Мальчик таял день ото дня. Кожа на его лице серела, локти заострились, одежда болталась на плечах, как на вешалке. И только его зеленые, похожие на отцовские, глаза оставались веселыми. Они провожали пчелу, чье жужжанье колебало цветы герани, или следили за дождем, что стекал по стеклу, смывая отраженное в нем лицо мальчика, которое потом проступало вновь.
Мальчик не знал, что на земле есть смерть, безвозвратное исчезновение, забвение.

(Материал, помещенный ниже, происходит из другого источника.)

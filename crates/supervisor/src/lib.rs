// SPDX-License-Identifier: BUSL-1.1
// Copyright (c) 2026 Alfred Jean LLC

//! Child process supervision and run-level utilities.
//!
//! Owns every child for the lifetime of a run: ordered start, stdio line
//! streaming into the log stream, graceful-then-force stop, idempotent
//! fan-out shutdown, and detach. Also carries the small run utilities the
//! rest of the workspace leans on: port allocation, health polling, command
//! execution with timeouts, and the two log output formats.

// Allow panic!/unwrap/expect in test code
#![cfg_attr(test, allow(clippy::panic))]
#![cfg_attr(test, allow(clippy::unwrap_used))]
#![cfg_attr(test, allow(clippy::expect_used))]

pub mod child;
pub mod cmd;
pub mod health;
pub mod logfmt;
pub mod port;
pub mod process;
pub mod run;

pub use child::{ChildExit, ChildSpec, SuperviseError, Supervisor};
pub use health::{probe_ok, wait_for_healthy, HealthError};
pub use logfmt::{is_otel_record, LogFormat, LogOptions};
pub use run::{RunOutcome, RunState};

/// Environment variable carrying the run id into every child.
pub const RUN_ID_ENV: &str = "OPENWORK_RUN_ID";
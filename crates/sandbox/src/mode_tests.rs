// SPDX-License-Identifier: BUSL-1.1
// Copyright (c) 2026 Alfred Jean LLC

use super::*;

#[test]
fn mode_parses_all_values() {
    assert_eq!("none".parse::<SandboxMode>().unwrap(), SandboxMode::None);
    assert_eq!("auto".parse::<SandboxMode>().unwrap(), SandboxMode::Auto);
    assert_eq!("docker".parse::<SandboxMode>().unwrap(), SandboxMode::Docker);
    assert_eq!("container".parse::<SandboxMode>().unwrap(), SandboxMode::Container);
    assert!("podman".parse::<SandboxMode>().is_err());
}

#[tokio::test]
async fn none_mode_probes_nothing() {
    assert_eq!(probe_mode(SandboxMode::None).await.unwrap(), None);
}

#[cfg(not(all(target_os = "macos", target_arch = "aarch64")))]
#[tokio::test]
async fn apple_container_is_rejected_off_apple_silicon() {
    let err = probe_mode(SandboxMode::Container).await.unwrap_err();
    assert!(err.to_string().contains("Apple-silicon"));
}
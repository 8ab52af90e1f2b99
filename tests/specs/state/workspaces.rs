//! Workspace state specs, exercised through the CLI's direct-write path
//! (no daemon).

use crate::prelude::*;

#[test]
fn add_twice_yields_one_entry_with_a_stable_id() {
    let sandbox = Sandbox::new();
    let ws = sandbox.workspace("proj");

    let first =
        sandbox.openwork().args(&["--json", "workspace", "add", ws.to_str().unwrap()]).passes();
    let second =
        sandbox.openwork().args(&["--json", "workspace", "add", ws.to_str().unwrap()]).passes();

    let a: serde_json::Value = serde_json::from_str(&first.stdout()).unwrap();
    let b: serde_json::Value = serde_json::from_str(&second.stdout()).unwrap();
    assert_eq!(a["id"], b["id"], "same path must produce the same id");

    let state = sandbox.state_json();
    assert_eq!(state["workspaces"].as_array().unwrap().len(), 1);
    assert_eq!(state["activeId"], a["id"]);
}

#[test]
fn two_workspaces_first_one_stays_active() {
    let sandbox = Sandbox::new();
    let a = sandbox.workspace("a");
    let b = sandbox.workspace("b");

    sandbox.openwork().args(&["workspace", "add", a.to_str().unwrap()]).passes();
    sandbox.openwork().args(&["workspace", "add", b.to_str().unwrap()]).passes();

    let state = sandbox.state_json();
    let workspaces = state["workspaces"].as_array().unwrap();
    assert_eq!(workspaces.len(), 2);
    assert_ne!(workspaces[0]["id"], workspaces[1]["id"]);
    assert_eq!(state["activeId"], workspaces[0]["id"]);

    let list = sandbox.openwork().args(&["workspace", "list"]).passes().stdout();
    assert!(list.lines().count() >= 2, "{list}");
}

#[test]
fn switch_changes_the_active_workspace() {
    let sandbox = Sandbox::new();
    let a = sandbox.workspace("a");
    let b = sandbox.workspace("b");

    sandbox.openwork().args(&["workspace", "add", a.to_str().unwrap()]).passes();
    let added =
        sandbox.openwork().args(&["--json", "workspace", "add", b.to_str().unwrap()]).passes();
    let b_id = serde_json::from_str::<serde_json::Value>(&added.stdout()).unwrap()["id"]
        .as_str()
        .unwrap()
        .to_string();

    sandbox.openwork().args(&["workspace", "switch", &b_id]).passes();
    assert_eq!(sandbox.state_json()["activeId"], b_id.as_str());
}

#[test]
fn switch_to_unknown_workspace_fails() {
    let sandbox = Sandbox::new();
    let run =
        sandbox.openwork().args(&["workspace", "switch", "ws-ffffffffffffffff"]).fails();
    assert_eq!(run.code(), 1);
    assert!(run.stderr().contains("not found"), "{}", run.stderr());
}

#[test]
fn remote_workspace_round_trips_through_state() {
    let sandbox = Sandbox::new();
    let added = sandbox
        .openwork()
        .args(&[
            "--json",
            "workspace",
            "add-remote",
            "http://box:8100",
            "--directory",
            "proj",
        ])
        .passes();

    let ws: serde_json::Value = serde_json::from_str(&added.stdout()).unwrap();
    assert_eq!(ws["workspaceType"], "remote");
    assert_eq!(ws["baseUrl"], "http://box:8100");

    let info = sandbox
        .openwork()
        .args(&["workspace", "info", ws["id"].as_str().unwrap()])
        .passes()
        .stdout();
    assert!(info.contains("remote"), "{info}");
    assert!(info.contains("http://box:8100"), "{info}");
}

#[test]
fn status_reports_not_running_without_a_daemon() {
    let sandbox = Sandbox::new();
    let out = sandbox.openwork().args(&["status"]).passes().stdout();
    assert!(out.contains("daemon: not running"), "{out}");
    assert!(out.contains("engine: not running"), "{out}");
}

#[test]
fn corrupt_state_file_still_loads() {
    let sandbox = Sandbox::new();
    std::fs::create_dir_all(sandbox.data_dir()).unwrap();
    std::fs::write(sandbox.data_dir().join("state.json"), "{definitely not json").unwrap();

    let out = sandbox.openwork().args(&["status"]).passes().stdout();
    assert!(out.contains("workspaces: 0"), "{out}");
}
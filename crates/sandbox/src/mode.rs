// SPDX-License-Identifier: BUSL-1.1
// Copyright (c) 2026 Alfred Jean LLC

//! Sandbox mode selection and runtime probing.

use std::str::FromStr;

use openwork_supervisor::cmd::{run_with_timeout, PROBE_TIMEOUT};
use tokio::process::Command;
use tracing::debug;

use crate::SandboxError;

/// What the user asked for.
#[derive(Debug, Clone, Copy, PartialEq, Eq, Default)]
pub enum SandboxMode {
    #[default]
    None,
    Auto,
    Docker,
    Container,
}

impl FromStr for SandboxMode {
    type Err = String;

    fn from_str(s: &str) -> Result<Self, Self::Err> {
        match s {
            "none" => Ok(Self::None),
            "auto" => Ok(Self::Auto),
            "docker" => Ok(Self::Docker),
            "container" => Ok(Self::Container),
            other => Err(format!(
                "unknown sandbox mode {other:?} (expected none, auto, docker or container)"
            )),
        }
    }
}

/// A working container runtime.
#[derive(Debug, Clone, Copy, PartialEq, Eq)]
pub enum ContainerCli {
    Docker,
    /// Apple's `container` CLI, Apple-silicon macOS only.
    AppleContainer,
}

impl ContainerCli {
    pub fn command(self) -> &'static str {
        match self {
            Self::Docker => "docker",
            Self::AppleContainer => "container",
        }
    }
}

/// Is the Apple `container` CLI even a candidate on this host?
fn apple_container_supported() -> bool {
    cfg!(all(target_os = "macos", target_arch = "aarch64"))
}

/// Resolve the requested mode to a runtime.
///
/// `auto` probes the Apple CLI first (where supported) then Docker, and
/// falls back to no sandbox when neither answers. Explicit modes fail hard
/// when their runtime does not work.
pub async fn probe_mode(mode: SandboxMode) -> Result<Option<ContainerCli>, SandboxError> {
    match mode {
        SandboxMode::None => Ok(None),
        SandboxMode::Docker => {
            if cli_works(ContainerCli::Docker).await {
                Ok(Some(ContainerCli::Docker))
            } else {
                Err(SandboxError::NoRuntime("docker is not responding".to_string()))
            }
        }
        SandboxMode::Container => {
            if !apple_container_supported() {
                return Err(SandboxError::NoRuntime(
                    "the container CLI is only supported on Apple-silicon macOS".to_string(),
                ));
            }
            if cli_works(ContainerCli::AppleContainer).await {
                Ok(Some(ContainerCli::AppleContainer))
            } else {
                Err(SandboxError::NoRuntime("container CLI is not responding".to_string()))
            }
        }
        SandboxMode::Auto => {
            if apple_container_supported() && cli_works(ContainerCli::AppleContainer).await {
                return Ok(Some(ContainerCli::AppleContainer));
            }
            if cli_works(ContainerCli::Docker).await {
                return Ok(Some(ContainerCli::Docker));
            }
            debug!(component = "sandbox", "no container runtime found, running unsandboxed");
            Ok(None)
        }
    }
}

async fn cli_works(cli: ContainerCli) -> bool {
    let mut cmd = Command::new(cli.command());
    cmd.arg("--version");
    match run_with_timeout(cmd, PROBE_TIMEOUT, cli.command()).await {
        Ok(output) => output.status.success(),
        Err(_) => false,
    }
}

#[cfg(test)]
#[path = "mode_tests.rs"]
mod tests;
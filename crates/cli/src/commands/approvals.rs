// SPDX-License-Identifier: BUSL-1.1
// Copyright (c) 2026 Alfred Jean LLC

//! `openwork approvals` - pending approvals, proxied to the app server.
//!
//! The approval workflow itself lives in the app server; these commands
//! only mirror its HTTP semantics, so the exit code follows the
//! response status.

use anyhow::{anyhow, Result};
use clap::{Args, Subcommand};
use serde_json::Value;

use crate::config::RunConfig;
use crate::exit_error::ExitError;
use crate::output::format_or_json;

#[derive(Debug, Args)]
pub struct ApprovalsArgs {
    #[command(subcommand)]
    pub command: ApprovalsCommand,
}

#[derive(Debug, Subcommand)]
pub enum ApprovalsCommand {
    /// List pending approvals
    List,
    /// Reply to a pending approval
    Reply {
        id: String,
        /// Approve the request
        #[arg(long, conflicts_with = "deny")]
        approve: bool,
        /// Deny the request
        #[arg(long)]
        deny: bool,
    },
}

pub async fn handle(cfg: &RunConfig, args: ApprovalsArgs) -> Result<i32> {
    let base = cfg.server_base_url();
    let client = reqwest::Client::new();

    match args.command {
        ApprovalsCommand::List => {
            let mut request = client.get(format!("{base}/approvals"));
            if let Some(token) = &cfg.server_token {
                request = request.bearer_auth(token);
            }
            let resp = request.send().await?;
            let status = resp.status();
            let body: Value = resp.json().await.unwrap_or(Value::Null);
            if !status.is_success() {
                return Err(ExitError::new(1, format!("app server answered {status}")).into());
            }
            format_or_json(cfg.output_format(), &body, || match body.as_array() {
                Some(items) if items.is_empty() => println!("no pending approvals"),
                Some(items) => {
                    for item in items {
                        println!(
                            "{}  {}",
                            item["id"].as_str().unwrap_or("?"),
                            item["summary"].as_str().unwrap_or("")
                        );
                    }
                }
                None => println!("{body}"),
            })?;
            Ok(0)
        }
        ApprovalsCommand::Reply { id, approve, deny } => {
            if approve == deny {
                return Err(anyhow!("pass exactly one of --approve or --deny"));
            }
            let decision = if approve { "approve" } else { "deny" };
            let mut request = client
                .post(format!("{base}/approvals/{id}"))
                .json(&serde_json::json!({ "decision": decision }));
            if let Some(token) = &cfg.server_token {
                request = request.bearer_auth(token);
            }
            let resp = request.send().await?;
            let status = resp.status();
            if !status.is_success() {
                return Err(ExitError::new(1, format!("app server answered {status}")).into());
            }
            let obj = serde_json::json!({ "id": &id, "decision": decision, "ok": true });
            format_or_json(cfg.output_format(), &obj, || {
                println!("{decision} sent for {id}");
            })?;
            Ok(0)
        }
    }
}
// SPDX-License-Identifier: BUSL-1.1
// Copyright (c) 2026 Alfred Jean LLC

//! `openwork status` - one-shot view of daemon, engine and workspaces.

use anyhow::Result;
use openwork_storage::{StateStore, STALE_PROBE_TIMEOUT};
use openwork_supervisor::health::probe_ok;
use openwork_supervisor::process::process_alive;

use crate::config::RunConfig;
use crate::output::{format_age, format_or_json};

pub async fn handle(cfg: &RunConfig) -> Result<i32> {
    let state = StateStore::new(&cfg.data_dir).load();
    let client = reqwest::Client::new();

    let daemon_live = match &state.daemon {
        Some(record) => {
            process_alive(record.pid)
                && probe_ok(&client, &format!("{}/health", record.base_url), STALE_PROBE_TIMEOUT)
                    .await
        }
        None => false,
    };
    let engine_live = match &state.engine {
        Some(record) => {
            process_alive(record.pid)
                && probe_ok(&client, &format!("{}/health", record.base_url), STALE_PROBE_TIMEOUT)
                    .await
        }
        None => false,
    };

    let obj = serde_json::json!({
        "dataDir": cfg.data_dir,
        "daemon": if daemon_live { state.daemon.clone() } else { None },
        "engine": if engine_live { state.engine.clone() } else { None },
        "activeId": &state.active_id,
        "workspaceCount": state.workspaces.len(),
        "cliVersion": env!("CARGO_PKG_VERSION"),
    });

    format_or_json(cfg.output_format(), &obj, || {
        println!("data dir: {}", cfg.data_dir.display());
        match (&state.daemon, daemon_live) {
            (Some(record), true) => {
                println!(
                    "daemon: running (pid {}, {}, up since {} ago)",
                    record.pid,
                    record.base_url,
                    format_age(record.started_at)
                );
            }
            _ => println!("daemon: not running"),
        }
        match (&state.engine, engine_live) {
            (Some(record), true) => {
                println!("engine: running (pid {}, port {})", record.pid, record.port);
            }
            _ => println!("engine: not running"),
        }
        match &state.active_id {
            Some(id) => println!("active workspace: {id}"),
            None => println!("active workspace: none"),
        }
        println!("workspaces: {}", state.workspaces.len());
    })?;
    Ok(0)
}
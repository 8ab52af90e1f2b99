// SPDX-License-Identifier: BUSL-1.1
// Copyright (c) 2026 Alfred Jean LLC

//! Container launch and health gating.
//!
//! Only the app server's port is published; the engine stays internal and
//! is reachable solely through the app server's reverse proxy. The gating
//! order is therefore: container running, then app-server `/health`, then
//! the engine probed through the proxy path.

use std::path::PathBuf;
use std::time::{Duration, Instant};

use openwork_supervisor::cmd::{run_with_timeout, PROBE_TIMEOUT};
use openwork_supervisor::health;
use tokio::process::Command;
use tracing::info;

use crate::entrypoint::{
    StagedRuntime, CONTAINER_ENGINE_CONFIG, CONTAINER_PERSIST, CONTAINER_SIDECARS,
    CONTAINER_WORKSPACE,
};
use crate::mode::ContainerCli;
use crate::mounts::MountSpec;
use crate::SandboxError;

/// Fixed engine port inside the container.
pub const ENGINE_INTERNAL_PORT: u16 = 4096;

/// Fixed app-server port inside the container.
pub const SERVER_INTERNAL_PORT: u16 = 8100;

/// How long the container gets to reach `running`.
const RUNNING_TIMEOUT: Duration = Duration::from_secs(30);

const RUNNING_POLL: Duration = Duration::from_millis(250);

/// Everything needed to start one sandboxed run.
#[derive(Debug, Clone)]
pub struct SandboxLaunch {
    pub image: String,
    pub container_name: String,
    pub workspace: PathBuf,
    pub persist_dir: PathBuf,
    pub engine_config_dir: PathBuf,
    pub staged: StagedRuntime,
    pub extra_mounts: Vec<MountSpec>,
    /// Host port published onto the app server's internal port.
    pub published_port: u16,
}

/// Drives one container runtime CLI.
#[derive(Debug, Clone, Copy)]
pub struct SandboxRunner {
    cli: ContainerCli,
}

impl SandboxRunner {
    pub fn new(cli: ContainerCli) -> Self {
        Self { cli }
    }

    pub fn cli(&self) -> ContainerCli {
        self.cli
    }

    /// Arguments for the attached `run` invocation.
    ///
    /// The container runs attached (no `-d`): its lifetime is the spawned
    /// child's lifetime, so the supervisor watches it like any other
    /// sidecar.
    pub fn run_args(&self, launch: &SandboxLaunch) -> Vec<String> {
        let mut args = vec![
            "run".to_string(),
            "--rm".to_string(),
            "--name".to_string(),
            launch.container_name.clone(),
            "-p".to_string(),
            format!("{}:{}", launch.published_port, SERVER_INTERNAL_PORT),
            "-v".to_string(),
            format!("{}:{}", launch.workspace.display(), CONTAINER_WORKSPACE),
            "-v".to_string(),
            format!("{}:{}", launch.persist_dir.display(), CONTAINER_PERSIST),
            "-v".to_string(),
            format!("{}:{}:ro", launch.staged.sidecars_dir.display(), CONTAINER_SIDECARS),
            "-v".to_string(),
            format!("{}:{}:ro", launch.engine_config_dir.display(), CONTAINER_ENGINE_CONFIG),
        ];
        for mount in &launch.extra_mounts {
            args.push("-v".to_string());
            args.push(mount.volume_arg());
        }
        args.push("--entrypoint".to_string());
        args.push(format!("{CONTAINER_SIDECARS}/entrypoint.sh"));
        args.push(launch.image.clone());
        args
    }

    /// Poll `inspect` until the container reports running.
    ///
    /// Individual inspect failures are transient (the name may not be
    /// registered yet right after spawn); only the deadline is fatal.
    pub async fn wait_running(&self, name: &str) -> Result<(), SandboxError> {
        let deadline = Instant::now() + RUNNING_TIMEOUT;
        let mut last = String::from("no inspect completed");
        while Instant::now() < deadline {
            let mut cmd = Command::new(self.cli.command());
            cmd.args(["inspect", "-f", "{{.State.Running}}", name]);
            match run_with_timeout(cmd, PROBE_TIMEOUT, "container inspect").await {
                Ok(output) if output.status.success() => {
                    let stdout = String::from_utf8_lossy(&output.stdout);
                    if stdout.trim() == "true" {
                        info!(component = "sandbox", container = name, "container is running");
                        return Ok(());
                    }
                    last = format!("state {}", stdout.trim());
                }
                Ok(output) => {
                    last = String::from_utf8_lossy(&output.stderr).trim().to_string();
                }
                Err(e) => last = e,
            }
            tokio::time::sleep(RUNNING_POLL).await;
        }
        Err(SandboxError::NotRunning { name: name.to_string(), reason: last })
    }

    /// Gate the sandboxed pair: app server first, then the engine through
    /// the proxy.
    pub async fn health_gate(
        &self,
        client: &reqwest::Client,
        server_base: &str,
        timeout: Duration,
    ) -> Result<(), SandboxError> {
        health::wait_for_healthy(
            client,
            &format!("{server_base}/health"),
            timeout,
            health::DEFAULT_POLL,
        )
        .await
        .map_err(|e| SandboxError::Container(e.to_string()))?;

        wait_for_proxy_alive(client, server_base, timeout).await
    }

}

/// Probe the engine through the app server's reverse proxy.
///
/// Older app-server builds answer the proxied health path with redirects
/// or 404s even when the proxy is wired up, so any non-5xx response counts
/// as "proxy alive"; only 5xx (proxy reached nothing) and connection
/// errors keep us waiting.
async fn wait_for_proxy_alive(
    client: &reqwest::Client,
    server_base: &str,
    timeout: Duration,
) -> Result<(), SandboxError> {
    let url = format!("{server_base}/opencode/health");
    let deadline = Instant::now() + timeout;
    let mut last = String::from("no probe completed");

    while Instant::now() < deadline {
        match client.get(&url).timeout(Duration::from_secs(2)).send().await {
            Ok(resp) if !resp.status().is_server_error() => return Ok(()),
            Ok(resp) => last = format!("status {}", resp.status()),
            Err(e) => last = e.to_string(),
        }
        tokio::time::sleep(health::DEFAULT_POLL).await;
    }
    Err(SandboxError::Container(format!(
        "engine proxy at {url} not alive after {:.1}s (last error: {last})",
        timeout.as_secs_f64()
    )))
}

#[cfg(test)]
#[path = "runner_tests.rs"]
mod tests;
// SPDX-License-Identifier: BUSL-1.1
// Copyright (c) 2026 Alfred Jean LLC

//! Process liveness and signaling.

use nix::sys::signal::{kill, Signal};
use nix::unistd::Pid;

/// Check whether a process with the given pid exists.
///
/// Signal 0 probes without delivering anything; EPERM still means the
/// process is there.
pub fn process_alive(pid: u32) -> bool {
    let pid = Pid::from_raw(pid as i32);
    match kill(pid, None) {
        Ok(()) => true,
        Err(nix::errno::Errno::EPERM) => true,
        Err(_) => false,
    }
}

/// Request graceful termination.
pub fn send_term(pid: u32) -> bool {
    kill(Pid::from_raw(pid as i32), Signal::SIGTERM).is_ok()
}

/// Force-kill.
pub fn send_kill(pid: u32) -> bool {
    kill(Pid::from_raw(pid as i32), Signal::SIGKILL).is_ok()
}

#[cfg(test)]
#[path = "process_tests.rs"]
mod tests;
// SPDX-License-Identifier: BUSL-1.1
// Copyright (c) 2026 Alfred Jean LLC

//! Daemon client for CLI commands.
//!
//! Connecting consults the persisted state first: a recorded daemon whose
//! pid is alive and whose `/health` answers within the staleness budget is
//! authoritative; anything else is treated as not running and (for
//! commands that need one) auto-started.

use std::path::PathBuf;

use openwork_core::Workspace;
use openwork_storage::{StateStore, STALE_PROBE_TIMEOUT};
use openwork_supervisor::health::probe_ok;
use openwork_supervisor::process::process_alive;
use serde_json::{json, Value};
use thiserror::Error;

use crate::config::RunConfig;
use crate::daemon_process;

/// Client errors.
#[derive(Debug, Error)]
pub enum ClientError {
    #[error("daemon not running")]
    NotRunning,

    #[error("failed to start daemon: {0}")]
    StartFailed(String),

    #[error("timed out waiting for the daemon to start")]
    StartTimeout,

    #[error("daemon rejected the request ({status}): {message}")]
    Rejected { status: u16, message: String },

    #[error("HTTP error: {0}")]
    Http(#[from] reqwest::Error),

    #[error("IO error: {0}")]
    Io(#[from] std::io::Error),
}

/// HTTP client for the router daemon's control plane.
#[derive(Debug)]
pub struct DaemonClient {
    base_url: String,
    client: reqwest::Client,
}

impl DaemonClient {
    pub fn base_url(&self) -> &str {
        &self.base_url
    }

    /// Connect to a live daemon; never starts one.
    pub async fn connect(cfg: &RunConfig) -> Result<Self, ClientError> {
        let store = StateStore::new(&cfg.data_dir);
        let state = store.load();
        let Some(record) = state.daemon else {
            return Err(ClientError::NotRunning);
        };

        let client = reqwest::Client::new();
        let fresh = process_alive(record.pid)
            && probe_ok(&client, &format!("{}/health", record.base_url), STALE_PROBE_TIMEOUT)
                .await;
        if !fresh {
            return Err(ClientError::NotRunning);
        }
        Ok(Self { base_url: record.base_url, client })
    }

    /// Connect, auto-starting a detached daemon when none is live.
    pub async fn connect_or_start(cfg: &RunConfig) -> Result<Self, ClientError> {
        match Self::connect(cfg).await {
            Ok(client) => Ok(client),
            Err(ClientError::NotRunning) => {
                let child = daemon_process::start_daemon_background(cfg)?;
                daemon_process::wait_for_daemon(cfg, child).await?;
                Self::connect(cfg).await
            }
            Err(e) => Err(e),
        }
    }

    pub async fn health(&self) -> Result<Value, ClientError> {
        self.get_json("/health").await
    }

    pub async fn list_workspaces(&self) -> Result<(Option<String>, Vec<Workspace>), ClientError> {
        let body = self.get_json("/workspaces").await?;
        let active_id = body["activeId"].as_str().map(String::from);
        let workspaces =
            serde_json::from_value(body["workspaces"].clone()).unwrap_or_default();
        Ok((active_id, workspaces))
    }

    pub async fn add_workspace(
        &self,
        path: &std::path::Path,
        name: Option<&str>,
    ) -> Result<Workspace, ClientError> {
        self.post_workspace("/workspaces", json!({ "path": path, "name": name })).await
    }

    pub async fn add_remote_workspace(
        &self,
        base_url: &str,
        directory: Option<&str>,
        name: Option<&str>,
    ) -> Result<Workspace, ClientError> {
        self.post_workspace(
            "/workspaces/remote",
            json!({ "baseUrl": base_url, "directory": directory, "name": name }),
        )
        .await
    }

    pub async fn get_workspace(&self, id: &str) -> Result<Workspace, ClientError> {
        let body = self.get_json(&format!("/workspaces/{id}")).await?;
        serde_json::from_value(body).map_err(|e| ClientError::Rejected {
            status: 200,
            message: format!("malformed workspace payload: {e}"),
        })
    }

    pub async fn activate_workspace(&self, id: &str) -> Result<Workspace, ClientError> {
        let body = self.post_json(&format!("/workspaces/{id}/activate"), None).await?;
        serde_json::from_value(body).map_err(|e| ClientError::Rejected {
            status: 200,
            message: format!("malformed workspace payload: {e}"),
        })
    }

    pub async fn workspace_path(&self, id: &str) -> Result<Value, ClientError> {
        self.get_json(&format!("/workspaces/{id}/path")).await
    }

    pub async fn dispose_instance(&self, id: &str) -> Result<Value, ClientError> {
        self.post_json(&format!("/instances/{id}/dispose"), None).await
    }

    pub async fn shutdown(&self) -> Result<(), ClientError> {
        self.post_json("/shutdown", None).await?;
        Ok(())
    }

    async fn post_workspace(&self, path: &str, body: Value) -> Result<Workspace, ClientError> {
        let value = self.post_json(path, Some(body)).await?;
        serde_json::from_value(value).map_err(|e| ClientError::Rejected {
            status: 200,
            message: format!("malformed workspace payload: {e}"),
        })
    }

    async fn get_json(&self, path: &str) -> Result<Value, ClientError> {
        let resp = self.client.get(format!("{}{path}", self.base_url)).send().await?;
        Self::into_value(resp).await
    }

    async fn post_json(&self, path: &str, body: Option<Value>) -> Result<Value, ClientError> {
        let mut request = self.client.post(format!("{}{path}", self.base_url));
        if let Some(body) = body {
            request = request.json(&body);
        }
        Self::into_value(request.send().await?).await
    }

    async fn into_value(resp: reqwest::Response) -> Result<Value, ClientError> {
        let status = resp.status();
        let body: Value = resp.json().await.unwrap_or_else(|_| json!({}));
        if !status.is_success() {
            let message = body["error"].as_str().unwrap_or("unknown error").to_string();
            return Err(ClientError::Rejected { status: status.as_u16(), message });
        }
        Ok(body)
    }
}

/// Pid recorded for the live daemon, if any (used by `daemon stop`).
pub fn recorded_daemon_pid(data_dir: &PathBuf) -> Option<u32> {
    StateStore::new(data_dir).load().daemon.map(|d| d.pid)
}

#[cfg(test)]
#[path = "client_tests.rs"]
mod tests;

Душа его, несмотря на немощное тело, бодрая и неукротимая, спешила насладиться всем, что открывало ей окно, вобрать в себя трепет крыльев всех этих ласточек, жаворонков, бабочек, потому что в тяжелый час без них ей было не обойтись…
В тяжелый час Йовчо едва успел на работу к обеду. С трудом стянул с себя мокрый пиджак, и Мартин, заметив, что наборщик плачет, понял, что случилось. Плечи Йовчо сотрясались от рыданий, синие губы прыгали, и, к°гда он переводил дыхание, Мартин слышал, как со свистом вылетает воздух между зубами, разъеденными свинцом.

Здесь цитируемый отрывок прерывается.